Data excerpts
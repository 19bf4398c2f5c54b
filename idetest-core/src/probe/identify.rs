use byteorder::{ByteOrder, LittleEndian};

use super::{DeviceStatus, IdeProbe, TAG};
use crate::ata::{AtaCmd, IDENTIFY_LEN, IDENTIFY_WORDS};
use crate::channel::{IdeReg, Registers};
use crate::diag::DiagSink;

/// IDENTIFY DEVICE word offsets.
#[allow(non_snake_case)]
mod WORD {
    pub const GENERAL_CONFIG: usize = 0;
    pub const CYLINDERS: usize = 1;
    pub const HEADS: usize = 3;
    pub const SECTORS: usize = 6;
    pub const SERIAL: usize = 10;
    pub const FIRMWARE: usize = 23;
    pub const MODEL: usize = 27;
    pub const CAPABILITIES: usize = 49;
    pub const MAX_LBA: usize = 60;
    pub const COMMAND_SET: usize = 83;
}

/// Lengths of the ASCII fields, in bytes.
const SERIAL_LEN: usize = 20;
const FIRMWARE_LEN: usize = 8;
const MODEL_LEN: usize = 40;

/// general configuration: removable media
const CONFIG_REMOVABLE: u16 = 1 << 7;
/// general configuration: fixed media
const CONFIG_FIXED: u16 = 1 << 6;
/// capabilities: LBA supported
const CAP_LBA: u16 = 1 << 9;
/// capabilities: DMA supported
const CAP_DMA: u16 = 1 << 8;
/// command sets: 48-bit Address feature set
const CMDSET_LBA48: u16 = 1 << 10;

/// Raw IDENTIFY DEVICE response.
///
/// Each word read from the data register is stored low byte first, so
/// [`word`](IdentifyBlock::word) gives back exactly what the register
/// returned, and the ASCII fields are the bytes in transfer order.
#[derive(Clone)]
pub struct IdentifyBlock {
    raw: [u8; IDENTIFY_LEN],
}

impl std::fmt::Debug for IdentifyBlock {
    fn fmt(&self, f: &mut std::fmt::Formatter<'_>) -> std::fmt::Result {
        f.debug_struct("IdentifyBlock")
            .field("raw", &"[...]")
            .field("info", &self.info())
            .finish()
    }
}

impl IdentifyBlock {
    pub fn from_bytes(raw: [u8; IDENTIFY_LEN]) -> IdentifyBlock {
        IdentifyBlock { raw }
    }

    pub fn from_words(words: &[u16; IDENTIFY_WORDS]) -> IdentifyBlock {
        let mut raw = [0; IDENTIFY_LEN];
        LittleEndian::write_u16_into(words, &mut raw);
        IdentifyBlock { raw }
    }

    pub fn as_bytes(&self) -> &[u8; IDENTIFY_LEN] {
        &self.raw
    }

    /// Word `idx`, as read from the data register.
    ///
    /// # Panics
    ///
    /// Panics if `idx` is not below 256.
    pub fn word(&self, idx: usize) -> u16 {
        LittleEndian::read_u16(&self.raw[idx * 2..])
    }

    /// Double word starting at word `idx` (low word first).
    ///
    /// # Panics
    ///
    /// Panics if `idx` is not below 255.
    pub fn dword(&self, idx: usize) -> u32 {
        self.word(idx) as u32 | (self.word(idx + 1) as u32) << 16
    }

    /// ASCII field of `len` bytes starting at word `idx`.
    ///
    /// The last byte of the field is always taken as the terminator, so at
    /// most `len - 1` characters come back. Stops early at a NUL, and drops
    /// the trailing space padding.
    fn ascii(&self, idx: usize, len: usize) -> String {
        let field = &self.raw[idx * 2..idx * 2 + len - 1];
        let field = match field.iter().position(|&b| b == 0) {
            Some(end) => &field[..end],
            None => field,
        };
        String::from_utf8_lossy(field).trim_end_matches(' ').to_string()
    }

    pub fn general_config(&self) -> u16 {
        self.word(WORD::GENERAL_CONFIG)
    }

    pub fn is_removable(&self) -> bool {
        self.general_config() & CONFIG_REMOVABLE != 0
    }

    pub fn is_fixed(&self) -> bool {
        self.general_config() & CONFIG_FIXED != 0
    }

    /// Number of logical cylinders.
    pub fn cylinders(&self) -> u16 {
        self.word(WORD::CYLINDERS)
    }

    /// Number of logical heads.
    pub fn heads(&self) -> u16 {
        self.word(WORD::HEADS)
    }

    /// Number of sectors per track.
    pub fn sectors_per_track(&self) -> u16 {
        self.word(WORD::SECTORS)
    }

    pub fn serial(&self) -> String {
        self.ascii(WORD::SERIAL, SERIAL_LEN)
    }

    pub fn firmware_revision(&self) -> String {
        self.ascii(WORD::FIRMWARE, FIRMWARE_LEN)
    }

    pub fn model(&self) -> String {
        self.ascii(WORD::MODEL, MODEL_LEN)
    }

    pub fn capabilities(&self) -> u16 {
        self.word(WORD::CAPABILITIES)
    }

    pub fn lba_supported(&self) -> bool {
        self.capabilities() & CAP_LBA != 0
    }

    pub fn dma_supported(&self) -> bool {
        self.capabilities() & CAP_DMA != 0
    }

    /// Total number of user addressable sectors in 28-bit LBA mode.
    pub fn lba28_sectors(&self) -> u32 {
        self.dword(WORD::MAX_LBA)
    }

    pub fn command_sets(&self) -> u16 {
        self.word(WORD::COMMAND_SET)
    }

    pub fn lba48_supported(&self) -> bool {
        self.command_sets() & CMDSET_LBA48 != 0
    }

    /// Every decoded field at once.
    pub fn info(&self) -> DriveInfo {
        DriveInfo {
            general_config: self.general_config(),
            removable: self.is_removable(),
            fixed: self.is_fixed(),
            cylinders: self.cylinders(),
            heads: self.heads(),
            sectors_per_track: self.sectors_per_track(),
            serial: self.serial(),
            firmware_revision: self.firmware_revision(),
            model: self.model(),
            capabilities: self.capabilities(),
            lba: self.lba_supported(),
            dma: self.dma_supported(),
            lba28_sectors: self.lba28_sectors(),
            command_sets: self.command_sets(),
            lba48: self.lba48_supported(),
        }
    }
}

/// Decoded IDENTIFY DEVICE fields.
#[derive(Debug, Clone, PartialEq, Eq)]
pub struct DriveInfo {
    pub general_config: u16,
    pub removable: bool,
    pub fixed: bool,
    pub cylinders: u16,
    pub heads: u16,
    pub sectors_per_track: u16,
    pub serial: String,
    pub firmware_revision: String,
    pub model: String,
    pub capabilities: u16,
    pub lba: bool,
    pub dma: bool,
    pub lba28_sectors: u32,
    pub command_sets: u16,
    pub lba48: bool,
}

fn yes_no(b: bool) -> &'static str {
    if b {
        "yes"
    } else {
        "no"
    }
}

impl<R: Registers, D, S: DiagSink> IdeProbe<R, D, S> {
    /// Issue IDENTIFY DEVICE to the selected drive, and read back its
    /// parameter block.
    ///
    /// Should only be called once [`detect_drive`](IdeProbe::detect_drive)
    /// has succeeded. Errors reported by the drive are logged, but the
    /// transfer still goes ahead.
    pub fn identify_device(&mut self) -> IdentifyBlock {
        diag!(self.diag, Info, TAG, "identify device; wait device ready...");

        let status = self.wait_not_busy();
        self.report_status(status);

        let cmd = AtaCmd::IdentifyDevice as u8;
        diag!(self.diag, Info, TAG, "sending identify command {:#04x}", cmd);
        self.regs.write8(IdeReg::Command, cmd);

        // NOTE: only BSY is waited on, DRQ isn't checked before the transfer
        let status = self.wait_not_busy();
        self.report_status(status);

        let mut raw = [0; IDENTIFY_LEN];
        for word in raw.chunks_exact_mut(2) {
            LittleEndian::write_u16(word, self.regs.read16(IdeReg::Data));
        }
        let block = IdentifyBlock::from_bytes(raw);

        self.report_identity(&block);
        self.diag
            .hexdump(block.as_bytes().as_ptr() as usize, block.as_bytes());

        diag!(self.diag, Info, TAG, "done");
        block
    }

    fn wait_not_busy(&mut self) -> DeviceStatus {
        loop {
            match self.poll_status() {
                DeviceStatus::Busy => diag!(self.diag, Debug, TAG, "device busy..."),
                status => return status,
            }
        }
    }

    fn report_identity(&mut self, id: &IdentifyBlock) {
        let info = id.info();

        self.field("general configuration bits", format_args!("${:04x}", info.general_config));
        self.field("drive is removable?", format_args!("{}", yes_no(info.removable)));
        self.field("drive is fixed?", format_args!("{}", yes_no(info.fixed)));
        self.field("number of logical cylinders", format_args!("${:x}", info.cylinders));
        self.field("number of logical heads", format_args!("${:x}", info.heads));
        self.field("number of sectors per track", format_args!("${:x}", info.sectors_per_track));
        self.field("serial number", format_args!("{}", info.serial));
        self.field("firmware revision", format_args!("{}", info.firmware_revision));
        self.field("model number", format_args!("{}", info.model));
        self.field("total number of sectors (LBA)", format_args!("${:x}", info.lba28_sectors));
        self.field("capabilities bits", format_args!("${:04x}", info.capabilities));
        self.field("LBA is supported?", format_args!("{}", yes_no(info.lba)));
        self.field("DMA is supported?", format_args!("{}", yes_no(info.dma)));
        self.field("command sets supported", format_args!("${:04x}", info.command_sets));
        self.field("LBA48 is supported?", format_args!("{}", yes_no(info.lba48)));
    }

    fn field(&mut self, label: &str, value: std::fmt::Arguments<'_>) {
        diag!(self.diag, Info, TAG, "{:<30}: {}", label, value);
    }
}

#[cfg(test)]
mod tests {
    use ntest::timeout;

    use super::*;
    use crate::delay::NoDelay;
    use crate::diag::testing::Recorder;
    use crate::diag::Severity;
    use crate::probe::testing::FakeRegs;
    use crate::probe::DISCARD_READS;

    fn blank() -> [u16; IDENTIFY_WORDS] {
        [0; IDENTIFY_WORDS]
    }

    /// Pack `s` two characters per word, first character in the low byte.
    fn put_ascii(words: &mut [u16], s: &[u8]) {
        for (word, pair) in words.iter_mut().zip(s.chunks(2)) {
            *word = pair[0] as u16 | (*pair.get(1).unwrap_or(&b' ') as u16) << 8;
        }
    }

    #[test]
    fn lba28_sector_count_spans_two_words() {
        let mut words = blank();
        words[60] = 0x5678;
        words[61] = 0x1234;

        let id = IdentifyBlock::from_words(&words);
        assert_eq!(id.lba28_sectors(), 0x1234_5678);
        assert_eq!(id.as_bytes()[120..124], [0x78, 0x56, 0x34, 0x12]);
    }

    #[test]
    fn model_string_stays_inside_its_field() {
        let mut words = blank();
        for w in words[27..47].iter_mut() {
            *w = 0x2020;
        }
        words[27] = 0x4241;
        words[28] = 0x4443;
        words[29] = 0x4645;
        // whatever follows the field must not leak in
        for w in words[47..].iter_mut() {
            *w = 0x5858;
        }

        assert_eq!(IdentifyBlock::from_words(&words).model(), "ABCDEF");
    }

    #[test]
    fn unterminated_fields_lose_their_last_byte() {
        let mut words = blank();
        for w in words.iter_mut() {
            *w = 0x5a5a;
        }

        let id = IdentifyBlock::from_words(&words);
        assert_eq!(id.serial(), "Z".repeat(19));
        assert_eq!(id.firmware_revision(), "Z".repeat(7));
        assert_eq!(id.model(), "Z".repeat(39));
    }

    #[test]
    fn full_width_model_is_terminated_inside_the_field() {
        let mut words = blank();
        put_ascii(&mut words[27..47], b"0123456789abcdefghijklmnopqrstuvwxyzABCD");

        assert_eq!(
            IdentifyBlock::from_words(&words).model(),
            "0123456789abcdefghijklmnopqrstuvwxyzABC"
        );
    }

    #[test]
    fn strings_stop_at_nul() {
        let mut words = blank();
        put_ascii(&mut words[10..20], b"  WD-123");
        // NUL, then junk that must not show up
        words[14] = 0x4100;
        put_ascii(&mut words[23..27], b"1.0\0junk");

        let id = IdentifyBlock::from_words(&words);
        // leading padding is shown as delivered
        assert_eq!(id.serial(), "  WD-123");
        assert_eq!(id.firmware_revision(), "1.0");
    }

    #[test]
    fn last_word_is_addressable() {
        let mut words = blank();
        words[254] = 0xbeef;
        words[255] = 0xa5a5;

        let id = IdentifyBlock::from_words(&words);
        assert_eq!(id.word(255), 0xa5a5);
        assert_eq!(id.dword(254), 0xa5a5_beef);
    }

    #[test]
    #[should_panic]
    fn words_past_the_block_panic() {
        IdentifyBlock::from_words(&blank()).dword(255);
    }

    #[test]
    fn flag_words() {
        let mut words = blank();
        words[0] = 0x0080;
        words[1] = 1024;
        words[3] = 16;
        words[6] = 63;
        words[49] = 0x0200;
        words[83] = 0x4400;

        let info = IdentifyBlock::from_words(&words).info();
        assert!(info.removable);
        assert!(!info.fixed);
        assert_eq!((info.cylinders, info.heads, info.sectors_per_track), (1024, 16, 63));
        assert!(info.lba);
        assert!(!info.dma);
        assert!(info.lba48);

        words[0] = 0x0040;
        words[49] = 0x0100;
        words[83] = 0x4000;
        let info = IdentifyBlock::from_words(&words).info();
        assert!(info.fixed);
        assert!(!info.removable);
        assert!(!info.lba);
        assert!(info.dma);
        assert!(!info.lba48);
    }

    fn script_identify(regs: &mut FakeRegs, words: &[u16; IDENTIFY_WORDS]) {
        let poll = DISCARD_READS + 1;
        // busy, ready, (command), busy, busy, data ready
        regs.script_reads(&vec![0x80; poll]);
        regs.script_reads(&vec![0x50; poll]);
        regs.script_reads(&vec![0x80; 2 * poll]);
        regs.script_reads(&vec![0x58; poll]);
        regs.data.extend(words.iter().copied());
    }

    #[test]
    #[timeout(1000)]
    fn identify_transaction() {
        let mut words = blank();
        words[1] = 0x3fff;
        put_ascii(&mut words[27..47], b"clickydrive");

        let mut regs = FakeRegs::with_status(0x50);
        script_identify(&mut regs, &words);

        let mut probe = IdeProbe::new(regs, NoDelay::new(), Recorder::default());
        let id = probe.identify_device();

        assert_eq!(id.cylinders(), 0x3fff);
        assert_eq!(id.model(), "clickydrive");
        assert_eq!(probe.regs().writes, vec![(IdeReg::Command, 0xec)]);
        assert!(probe.regs().data.is_empty());
        assert_eq!(
            probe
                .diag()
                .at(Severity::Debug)
                .iter()
                .filter(|l| **l == "device busy...")
                .count(),
            3
        );
        assert!(probe.diag().contains("sending identify command 0xec"));
        assert!(probe
            .diag()
            .contains(&format!("{:<30}: clickydrive", "model number")));

        let dumps = &probe.diag().dumps;
        assert_eq!(dumps.len(), 1);
        assert_eq!(dumps[0].1.as_slice(), &id.as_bytes()[..]);
    }

    #[test]
    #[timeout(1000)]
    fn drive_errors_during_identify_are_only_reported() {
        let mut regs = FakeRegs::with_status(0x51);
        regs.error = 0x04;
        regs.script_reads(&vec![0x50; DISCARD_READS + 1]);
        regs.data.extend(std::iter::repeat(0xffff).take(IDENTIFY_WORDS));

        let mut probe = IdeProbe::new(regs, NoDelay::new(), Recorder::default());
        let id = probe.identify_device();

        assert!(probe.diag().at(Severity::Error).contains(&"command aborted"));
        assert!(probe.regs().data.is_empty());
        assert_eq!(id.word(255), 0xffff);
    }
}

> [TASK ITEM]:
Identify every line above with the string "clickydrive" in it. Copy those lines.

> [RESPONSE TO THE TASK]:
        put_ascii(&mut words[27..47], b"clickydrive");
        assert_eq!(id.model(), "clickydrive");
            .contains(&format!("{:<30}: clickydrive", "model number")));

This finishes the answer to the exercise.